SOTD: the original Victoria’s Secret scent, Victoria – a lovely, ladylike floral chypre with rose and lily of the valley. The top notes are totally crap: maple syrup and nail polish remover, which is probably the primary reason why this scent was yanked from the VS lineup. It’s not that old. I’ve got bottles of other scents, thirty years older than the two bottles of Victoria I own, that are in much, much more wearable shape. Yet Victoria’s top notes have decayed dreadfully. The rest of the fragrance is terrific.
I’ve mentioned it before, but since I’m already cranky, I’m going to do it again. Some of you are thinking, Victoria’s Secret? That stuff’s all teen-mall-princess juice. (You know who you are.) But the original scent is both elegant and warm-hearted, both restrained and shyly open. Basically, it is Princess Diana’s beloved public image, ca. 1984, in a bottle. This scent was released when VS was selling lovely ivory silk charmeuse camisole-and-tap-pants sets. And knee-length teal chemises in heavy satin with godets and four-inch-deep cream lace. And white cotton ankle-length nightgowns with pintucks and eyelet lace and mother-of-pearl buttons. And pale peach lace balconette bras, very French, sexy but demure, with darker coral hand embroidery and high-leg briefs to match.
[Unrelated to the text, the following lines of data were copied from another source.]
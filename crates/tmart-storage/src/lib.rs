//! Storage for the metrics mart: HTTP transport for the source connectors, the
//! raw-response archive, and the staging/datamart warehouse backends.

mod archive;
mod http;
pub mod warehouse;

pub use archive::{write_file_atomically, ArchivedResponse, RawResponseArchive};
pub use http::{
    classify_reqwest_error, classify_status, BackoffPolicy, FetchError, FetchedResponse,
    HttpClientConfig, HttpFetcher, HttpRequest, RequestBody, RetryDisposition, SimpleTokenBucket,
    TokenBucketConfig,
};
pub use warehouse::{
    FileWarehouse, MemoryWarehouse, PgWarehouse, PoolConfig, Warehouse, WarehouseError,
    WarehouseTarget,
};

pub const CRATE_NAME: &str = "tmart-storage";
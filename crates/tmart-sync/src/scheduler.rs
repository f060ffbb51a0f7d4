use std::path::PathBuf;
use std::sync::Arc;

use anyhow::{Context, Result};
use tokio_cron_scheduler::{Job, JobScheduler};
use tracing::info;

use crate::pipeline::{RunSummary, SyncPipeline};
use crate::reports::publish_or_log;

/// One scheduled trigger: run the pipeline unless a run is already in
/// flight, then publish reports.
pub struct ScheduledSync {
    pipeline: Arc<SyncPipeline>,
    reports_dir: PathBuf,
}

impl ScheduledSync {
    pub fn new(pipeline: Arc<SyncPipeline>, reports_dir: PathBuf) -> Self {
        Self { pipeline, reports_dir }
    }

    /// Returns `None` when the trigger was skipped because another run held
    /// the pipeline.
    pub async fn tick(&self) -> Option<RunSummary> {
        let Some(summary) = self.pipeline.try_run_once().await else {
            info!("previous run still in progress; skipping scheduled trigger");
            return None;
        };
        publish_or_log(&self.reports_dir, &summary, self.pipeline.warehouse().as_ref()).await;
        Some(summary)
    }
}

pub async fn build_scheduler(cron: &str, sync: Arc<ScheduledSync>) -> Result<JobScheduler> {
    let sched = JobScheduler::new().await.context("creating scheduler")?;
    let job = Job::new_async(cron, move |_uuid, _l| {
        let sync = sync.clone();
        Box::pin(async move {
            if let Some(summary) = sync.tick().await {
                info!(
                    run_id = %summary.run_id,
                    status = ?summary.status,
                    failures = summary.failures.len(),
                    "scheduled run finished"
                );
            }
        })
    })
    .with_context(|| format!("creating scheduler job for cron {cron}"))?;
    sched.add(job).await.context("adding scheduler job")?;
    Ok(sched)
}

/// Starts the scheduler and blocks until ctrl-c.
pub async fn run_scheduler(cron: &str, sync: Arc<ScheduledSync>) -> Result<()> {
    let mut sched = build_scheduler(cron, sync).await?;
    sched.start().await.context("starting scheduler")?;
    info!(cron, "scheduler started");

    tokio::signal::ctrl_c().await.context("waiting for ctrl-c")?;
    info!("shutting down scheduler");
    sched.shutdown().await.context("stopping scheduler")?;
    Ok(())
}
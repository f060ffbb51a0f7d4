//! Source connector contract and the two connector implementations.
//!
//! A connector turns one tracked technology into a set of
//! [`RawMetricRecord`]s from one external system. Rate limiting, pagination
//! and credential renewal stay inside the connector; callers only see
//! records or a [`SourceFailure`].

mod github;
mod pypi;

use async_trait::async_trait;
use serde::{Deserialize, Serialize};
use thiserror::Error;
use tmart_core::{RawMetricRecord, SourceTag, Technology};
use tmart_storage::{FetchError, RawResponseArchive};
use tracing::warn;
use uuid::Uuid;

pub use github::{parse_repository_metrics, GithubConnector};
pub use pypi::{
    downloads_query_body, normalize_package_name, parse_query_response, AccessTokenProvider,
    DownloadCounts, JobReference, PypiConnector, QueryState, ServiceAccountTokenProvider,
    StaticAccessToken,
};

pub const CRATE_NAME: &str = "tmart-connectors";

#[derive(Debug, Clone, Copy, PartialEq, Eq, Hash, Serialize, Deserialize)]
#[serde(rename_all = "snake_case")]
pub enum FailureKind {
    NotFound,
    RateLimited,
    Transient,
    Fatal,
}

impl FailureKind {
    pub fn as_str(self) -> &'static str {
        match self {
            FailureKind::NotFound => "not_found",
            FailureKind::RateLimited => "rate_limited",
            FailureKind::Transient => "transient",
            FailureKind::Fatal => "fatal",
        }
    }
}

/// Outcome of a failed connector call for one technology.
///
/// Only [`SourceFailure::Fatal`] stops the connector for the rest of the run;
/// the others are recorded against the technology and the run moves on.
#[derive(Debug, Clone, PartialEq, Eq, Error, Serialize, Deserialize)]
#[serde(tag = "kind", rename_all = "snake_case")]
pub enum SourceFailure {
    #[error("`{identifier}` is unknown to the source")]
    NotFound { identifier: String },
    #[error("rate limited: {message}")]
    RateLimited { message: String },
    #[error("transient failure: {message}")]
    Transient { message: String },
    #[error("fatal: {message}")]
    Fatal { message: String },
}

impl SourceFailure {
    pub fn not_found(identifier: impl Into<String>) -> Self {
        SourceFailure::NotFound {
            identifier: identifier.into(),
        }
    }

    pub fn transient(message: impl Into<String>) -> Self {
        SourceFailure::Transient {
            message: message.into(),
        }
    }

    pub fn fatal(message: impl Into<String>) -> Self {
        SourceFailure::Fatal {
            message: message.into(),
        }
    }

    pub fn kind(&self) -> FailureKind {
        match self {
            SourceFailure::NotFound { .. } => FailureKind::NotFound,
            SourceFailure::RateLimited { .. } => FailureKind::RateLimited,
            SourceFailure::Transient { .. } => FailureKind::Transient,
            SourceFailure::Fatal { .. } => FailureKind::Fatal,
        }
    }

    pub fn is_fatal(&self) -> bool {
        matches!(self, SourceFailure::Fatal { .. })
    }

    /// Maps a transport error that survived the fetcher's retry budget.
    pub fn from_fetch_error(err: &FetchError, identifier: &str) -> Self {
        match err {
            FetchError::HttpStatus { status: 404, .. } => Self::not_found(identifier),
            FetchError::HttpStatus { status: 401, url, .. } => {
                Self::fatal(format!("credential rejected by {url}"))
            }
            FetchError::HttpStatus {
                status: status @ (403 | 429),
                url,
                ..
            } => SourceFailure::RateLimited {
                message: format!("http {status} from {url} after retries"),
            },
            FetchError::HttpStatus { status, url, body, .. } if (400..500).contains(status) => {
                Self::fatal(format!("http {status} from {url}: {body}"))
            }
            FetchError::HttpStatus { status, url, .. } => {
                Self::transient(format!("http {status} from {url}"))
            }
            FetchError::Request(err) => Self::transient(err.to_string()),
            FetchError::Closed => Self::transient("http fetcher closed"),
        }
    }
}

/// Per-run context handed to every connector call.
#[derive(Debug, Clone, PartialEq, Eq)]
pub struct FetchContext {
    pub run_id: Uuid,
}

impl FetchContext {
    pub fn new(run_id: Uuid) -> Self {
        Self { run_id }
    }
}

#[async_trait]
pub trait SourceConnector: Send + Sync {
    fn source(&self) -> SourceTag;

    /// Called once per run with every technology tracked by this source,
    /// before any [`SourceConnector::fetch`]. Connectors that can serve the
    /// whole run from one request do it here.
    async fn prepare(
        &self,
        _ctx: &FetchContext,
        _technologies: &[Technology],
    ) -> Result<(), SourceFailure> {
        Ok(())
    }

    /// Fetches all available metrics of one technology. Metrics the source
    /// cannot provide for this technology are simply missing from the result.
    async fn fetch(
        &self,
        ctx: &FetchContext,
        technology: &Technology,
    ) -> Result<Vec<RawMetricRecord>, SourceFailure>;
}

/// Best-effort archive of a raw response body; failures are only logged.
pub(crate) async fn archive_body(
    archive: Option<&RawResponseArchive>,
    source: SourceTag,
    body: &[u8],
) {
    let Some(archive) = archive else {
        return;
    };
    if let Err(err) = archive
        .store(chrono::Utc::now(), source.as_str(), "json", body)
        .await
    {
        warn!(%source, error = %err, "failed to archive raw response");
    }
}

#[cfg(test)]
pub(crate) mod test_support {
    use std::path::PathBuf;

    use axum::Router;

    pub fn fixture(path: &str) -> Vec<u8> {
        let full = workspace_root().join("fixtures").join(path);
        std::fs::read(&full).unwrap_or_else(|e| panic!("reading {}: {e}", full.display()))
    }

    pub fn workspace_root() -> PathBuf {
        PathBuf::from(env!("CARGO_MANIFEST_DIR"))
            .join("../..")
            .canonicalize()
            .unwrap()
    }

    pub async fn spawn_server(router: Router) -> String {
        let listener = tokio::net::TcpListener::bind("127.0.0.1:0").await.unwrap();
        let addr = listener.local_addr().unwrap();
        tokio::spawn(async move {
            axum::serve(listener, router).await.unwrap();
        });
        format!("http://{addr}")
    }
}
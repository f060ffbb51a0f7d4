//! Content-addressed archive of raw source responses.

use std::path::{Path, PathBuf};

use anyhow::Context;
use chrono::{DateTime, Utc};
use sha2::{Digest, Sha256};
use tokio::fs;
use tokio::io::AsyncWriteExt;
use uuid::Uuid;

#[derive(Debug, Clone)]
pub struct ArchivedResponse {
    pub content_hash: String,
    pub relative_path: PathBuf,
    pub absolute_path: PathBuf,
    pub byte_size: usize,
    pub deduplicated: bool,
}

/// Immutable store for response bodies, laid out as
/// `<capture stamp>/<source>/<sha256>.<ext>`.
#[derive(Debug, Clone)]
pub struct RawResponseArchive {
    root: PathBuf,
}

impl RawResponseArchive {
    pub fn new(root: impl Into<PathBuf>) -> Self {
        Self { root: root.into() }
    }

    pub fn root(&self) -> &Path {
        &self.root
    }

    pub fn sha256_hex(bytes: &[u8]) -> String {
        let mut hasher = Sha256::new();
        hasher.update(bytes);
        hex::encode(hasher.finalize())
    }

    pub fn relative_path(
        &self,
        captured_at: DateTime<Utc>,
        source: &str,
        content_hash: &str,
        extension: &str,
    ) -> PathBuf {
        let stamp = captured_at.format("%Y%m%d_%H%M%S").to_string();
        let ext = extension.trim_start_matches('.').trim();
        let ext = if ext.is_empty() { "bin" } else { ext };
        PathBuf::from(stamp)
            .join(source)
            .join(format!("{content_hash}.{ext}"))
    }

    /// Stores `bytes` unless an identical body was already archived under the
    /// same stamp and source.
    pub async fn store(
        &self,
        captured_at: DateTime<Utc>,
        source: &str,
        extension: &str,
        bytes: &[u8],
    ) -> anyhow::Result<ArchivedResponse> {
        let content_hash = Self::sha256_hex(bytes);
        let relative_path = self.relative_path(captured_at, source, &content_hash, extension);
        let absolute_path = self.root.join(&relative_path);

        let exists = fs::try_exists(&absolute_path)
            .await
            .with_context(|| format!("checking archive path {}", absolute_path.display()))?;
        if !exists {
            write_file_atomically(&absolute_path, bytes).await?;
        }

        Ok(ArchivedResponse {
            content_hash,
            relative_path,
            absolute_path,
            byte_size: bytes.len(),
            deduplicated: exists,
        })
    }
}

/// Writes `bytes` to a sibling temp file and renames it over `target`, so a
/// reader sees either the previous file or the complete new one.
pub async fn write_file_atomically(target: &Path, bytes: &[u8]) -> anyhow::Result<()> {
    let parent = target
        .parent()
        .with_context(|| format!("{} has no parent directory", target.display()))?;
    fs::create_dir_all(parent)
        .await
        .with_context(|| format!("creating directory {}", parent.display()))?;

    let temp_path = parent.join(format!(".{}.{}.tmp", Uuid::new_v4(), bytes.len()));
    let mut file = fs::OpenOptions::new()
        .create_new(true)
        .write(true)
        .open(&temp_path)
        .await
        .with_context(|| format!("opening temp file {}", temp_path.display()))?;
    file.write_all(bytes)
        .await
        .with_context(|| format!("writing temp file {}", temp_path.display()))?;
    file.sync_all()
        .await
        .with_context(|| format!("syncing temp file {}", temp_path.display()))?;
    drop(file);

    if let Err(err) = fs::rename(&temp_path, target).await {
        let _ = fs::remove_file(&temp_path).await;
        return Err(err).with_context(|| {
            format!(
                "atomically renaming {} -> {}",
                temp_path.display(),
                target.display()
            )
        });
    }
    Ok(())
}
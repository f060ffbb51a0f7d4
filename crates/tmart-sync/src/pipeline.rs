use std::collections::{BTreeMap, BTreeSet};
use std::fmt;
use std::sync::{Arc, OnceLock};
use std::time::Duration;

use chrono::{DateTime, Utc};
use futures::future::{BoxFuture, FutureExt};
use futures::stream::{self, StreamExt};
use serde::{Deserialize, Serialize};
use tmart_connectors::{FailureKind, FetchContext, SourceConnector, SourceFailure};
use tmart_core::{RawMetricRecord, SourceTag, Technology};
use tmart_storage::Warehouse;
use tokio::sync::Mutex;
use tokio::time::{timeout_at, Instant};
use tracing::{debug, info, warn};
use uuid::Uuid;

use crate::datamart::{DatamartBuilder, RebuildOutcome};
use crate::registry::Registry;
use crate::staging::{NoopRetentionHook, RetentionHook, StagingStats, StagingWriter};

#[derive(Debug, Clone, Copy, PartialEq, Eq, Serialize, Deserialize)]
#[serde(rename_all = "snake_case")]
pub enum RunPhase {
    Init,
    Fetching,
    Staging,
    Materializing,
    Done,
    PartialFailure,
}

impl RunPhase {
    pub fn as_str(self) -> &'static str {
        match self {
            RunPhase::Init => "init",
            RunPhase::Fetching => "fetching",
            RunPhase::Staging => "staging",
            RunPhase::Materializing => "materializing",
            RunPhase::Done => "done",
            RunPhase::PartialFailure => "partial_failure",
        }
    }
}

impl fmt::Display for RunPhase {
    fn fmt(&self, f: &mut fmt::Formatter<'_>) -> fmt::Result {
        f.write_str(self.as_str())
    }
}

#[derive(Debug, Clone, Copy, PartialEq, Eq, Serialize, Deserialize)]
#[serde(rename_all = "snake_case")]
pub enum RunStatus {
    Done,
    PartialFailure,
    /// The datamart could not be rebuilt.
    Aborted,
}

impl RunStatus {
    pub fn exit_code(self) -> i32 {
        match self {
            RunStatus::Done => 0,
            RunStatus::Aborted => 1,
            RunStatus::PartialFailure => 2,
        }
    }
}

/// One failed (technology, source) combination.
#[derive(Debug, Clone, PartialEq, Eq, Serialize, Deserialize)]
pub struct FailureRecord {
    pub technology: String,
    pub source: SourceTag,
    pub phase: RunPhase,
    /// Connector failure kind; `None` for staging write failures.
    pub kind: Option<FailureKind>,
    pub message: String,
}

#[derive(Debug, Clone, PartialEq, Eq, Serialize, Deserialize)]
pub struct SourceRunStats {
    pub source: SourceTag,
    pub technologies: usize,
    pub succeeded: usize,
    pub failed: usize,
    pub fetched_records: usize,
    pub appended_rows: usize,
    pub staging_error: Option<String>,
    pub total_rows: Option<u64>,
}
Those were the days, lemme tell you… not a hot pink nylon thong in sight.
Tuesday, Aug. 10: Things were better at work today. SOTD: DSH Perfumes Parfum de Grasse, what Dawn Spencer Hurwitz calls “a hymn” to the city of perfumes. I know a lot of people find this one lovely. I don’t. The dreaded powdery-mildew note from Bvlgari Pour Femme and Hiris showed up early and never left. I could discern the rose and carnation, and the beeswax is really lovely, but the powdery stuff killllllls me.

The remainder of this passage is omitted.